What to work on:
Everything in the data below is left aside except the lines from the one containing "pub fn generate_days(start: NaiveDate, end: NaiveDate)" through the one containing "let dropped = aggregate(&mut"; repeat those exactly.
• • • • •
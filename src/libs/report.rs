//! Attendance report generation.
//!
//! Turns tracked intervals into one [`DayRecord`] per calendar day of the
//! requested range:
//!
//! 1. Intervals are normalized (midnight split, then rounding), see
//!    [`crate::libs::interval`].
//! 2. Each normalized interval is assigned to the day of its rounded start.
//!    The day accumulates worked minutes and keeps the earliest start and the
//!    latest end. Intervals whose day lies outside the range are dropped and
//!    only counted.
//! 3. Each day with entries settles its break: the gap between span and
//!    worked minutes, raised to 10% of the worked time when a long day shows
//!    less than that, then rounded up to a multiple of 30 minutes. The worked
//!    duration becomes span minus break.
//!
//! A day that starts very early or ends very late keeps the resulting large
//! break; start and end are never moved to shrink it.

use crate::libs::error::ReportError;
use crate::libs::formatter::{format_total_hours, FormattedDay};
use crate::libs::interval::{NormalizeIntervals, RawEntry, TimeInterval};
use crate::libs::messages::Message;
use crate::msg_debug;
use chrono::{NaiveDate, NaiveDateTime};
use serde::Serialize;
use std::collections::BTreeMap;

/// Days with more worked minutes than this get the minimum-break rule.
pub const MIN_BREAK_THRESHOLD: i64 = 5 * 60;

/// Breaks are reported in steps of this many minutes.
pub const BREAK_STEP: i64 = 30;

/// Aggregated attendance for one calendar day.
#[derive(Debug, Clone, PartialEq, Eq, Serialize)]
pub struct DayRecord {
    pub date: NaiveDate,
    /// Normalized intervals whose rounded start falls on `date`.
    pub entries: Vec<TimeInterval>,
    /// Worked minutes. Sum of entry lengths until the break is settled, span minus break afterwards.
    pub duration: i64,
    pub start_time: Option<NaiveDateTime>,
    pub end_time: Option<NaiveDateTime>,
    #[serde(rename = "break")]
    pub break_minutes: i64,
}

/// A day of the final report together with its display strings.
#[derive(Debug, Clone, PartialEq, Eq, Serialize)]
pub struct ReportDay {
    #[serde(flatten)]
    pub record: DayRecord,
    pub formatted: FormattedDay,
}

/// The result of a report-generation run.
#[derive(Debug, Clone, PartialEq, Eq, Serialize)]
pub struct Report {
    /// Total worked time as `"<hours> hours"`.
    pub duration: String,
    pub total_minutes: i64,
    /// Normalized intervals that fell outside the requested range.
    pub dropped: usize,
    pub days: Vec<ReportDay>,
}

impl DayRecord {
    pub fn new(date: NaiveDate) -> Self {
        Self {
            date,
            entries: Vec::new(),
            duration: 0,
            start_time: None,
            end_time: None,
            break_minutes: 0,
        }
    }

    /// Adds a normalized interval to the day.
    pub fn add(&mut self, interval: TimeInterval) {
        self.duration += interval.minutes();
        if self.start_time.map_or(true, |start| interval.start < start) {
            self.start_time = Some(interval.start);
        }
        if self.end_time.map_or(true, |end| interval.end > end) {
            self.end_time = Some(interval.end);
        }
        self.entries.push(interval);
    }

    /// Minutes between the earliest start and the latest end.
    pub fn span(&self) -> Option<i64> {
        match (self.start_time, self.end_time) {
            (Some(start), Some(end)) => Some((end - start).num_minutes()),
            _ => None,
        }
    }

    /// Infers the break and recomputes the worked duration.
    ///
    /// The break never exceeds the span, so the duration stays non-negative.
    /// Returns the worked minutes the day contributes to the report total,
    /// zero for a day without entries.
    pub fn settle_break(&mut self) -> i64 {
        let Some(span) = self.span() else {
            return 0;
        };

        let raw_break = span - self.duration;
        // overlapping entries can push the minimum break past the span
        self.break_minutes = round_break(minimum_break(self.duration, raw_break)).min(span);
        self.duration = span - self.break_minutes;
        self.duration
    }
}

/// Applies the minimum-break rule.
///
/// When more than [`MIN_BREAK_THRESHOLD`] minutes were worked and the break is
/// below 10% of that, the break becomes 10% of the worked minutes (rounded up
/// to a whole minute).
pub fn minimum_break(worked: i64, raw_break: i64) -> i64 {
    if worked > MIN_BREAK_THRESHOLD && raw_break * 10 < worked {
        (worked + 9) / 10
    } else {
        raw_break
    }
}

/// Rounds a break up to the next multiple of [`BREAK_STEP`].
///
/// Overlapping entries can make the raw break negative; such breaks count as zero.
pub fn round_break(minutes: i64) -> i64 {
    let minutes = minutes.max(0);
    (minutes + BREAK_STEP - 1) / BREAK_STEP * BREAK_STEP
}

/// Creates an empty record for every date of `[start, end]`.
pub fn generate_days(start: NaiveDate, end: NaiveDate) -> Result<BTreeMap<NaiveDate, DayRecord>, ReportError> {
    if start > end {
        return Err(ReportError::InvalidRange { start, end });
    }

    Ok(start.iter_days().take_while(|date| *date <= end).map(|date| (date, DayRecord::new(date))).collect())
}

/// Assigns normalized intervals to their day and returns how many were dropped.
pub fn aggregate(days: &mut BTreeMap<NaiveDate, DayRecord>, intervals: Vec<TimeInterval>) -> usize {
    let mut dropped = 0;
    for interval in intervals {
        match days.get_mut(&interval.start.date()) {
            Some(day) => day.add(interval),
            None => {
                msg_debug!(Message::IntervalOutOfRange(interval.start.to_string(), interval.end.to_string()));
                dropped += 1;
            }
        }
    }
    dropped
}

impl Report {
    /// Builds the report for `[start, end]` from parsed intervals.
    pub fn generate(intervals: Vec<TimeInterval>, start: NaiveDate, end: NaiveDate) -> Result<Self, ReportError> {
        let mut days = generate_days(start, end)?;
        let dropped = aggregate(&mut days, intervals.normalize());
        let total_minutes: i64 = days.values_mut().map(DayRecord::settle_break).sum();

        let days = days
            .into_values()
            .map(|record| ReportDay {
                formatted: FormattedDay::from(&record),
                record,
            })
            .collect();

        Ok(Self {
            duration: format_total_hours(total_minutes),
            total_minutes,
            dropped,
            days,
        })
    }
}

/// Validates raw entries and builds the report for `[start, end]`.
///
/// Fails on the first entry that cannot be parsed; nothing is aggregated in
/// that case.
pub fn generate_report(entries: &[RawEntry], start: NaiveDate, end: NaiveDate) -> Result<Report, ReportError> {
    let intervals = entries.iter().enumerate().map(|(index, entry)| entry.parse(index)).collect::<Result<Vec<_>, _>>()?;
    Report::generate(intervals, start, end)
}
• • • • •
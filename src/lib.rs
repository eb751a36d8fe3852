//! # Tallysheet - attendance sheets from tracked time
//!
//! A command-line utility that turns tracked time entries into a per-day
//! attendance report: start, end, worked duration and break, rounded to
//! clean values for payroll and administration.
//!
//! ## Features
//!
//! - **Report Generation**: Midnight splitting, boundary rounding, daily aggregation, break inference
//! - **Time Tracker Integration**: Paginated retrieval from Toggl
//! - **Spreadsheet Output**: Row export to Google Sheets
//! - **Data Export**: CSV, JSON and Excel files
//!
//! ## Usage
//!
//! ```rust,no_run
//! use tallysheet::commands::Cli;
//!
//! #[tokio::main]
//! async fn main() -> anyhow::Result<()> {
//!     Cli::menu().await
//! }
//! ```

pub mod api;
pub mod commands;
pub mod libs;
• • • • •
Response to the task:
pub fn generate_days(start: NaiveDate, end: NaiveDate) -> Result<BTreeMap<NaiveDate, DayRecord>, ReportError> {
    if start > end {
        return Err(ReportError::InvalidRange { start, end });
    }

    Ok(start.iter_days().take_while(|date| *date <= end).map(|date| (date, DayRecord::new(date))).collect())
}

/// Assigns normalized intervals to their day and returns how many were dropped.
pub fn aggregate(days: &mut BTreeMap<NaiveDate, DayRecord>, intervals: Vec<TimeInterval>) -> usize {
    let mut dropped = 0;
    for interval in intervals {
        match days.get_mut(&interval.start.date()) {
            Some(day) => day.add(interval),
            None => {
                msg_debug!(Message::IntervalOutOfRange(interval.start.to_string(), interval.end.to_string()));
                dropped += 1;
            }
        }
    }
    dropped
}

impl Report {
    /// Builds the report for `[start, end]` from parsed intervals.
    pub fn generate(intervals: Vec<TimeInterval>, start: NaiveDate, end: NaiveDate) -> Result<Self, ReportError> {
        let mut days = generate_days(start, end)?;
        let dropped = aggregate(&mut days, intervals.normalize());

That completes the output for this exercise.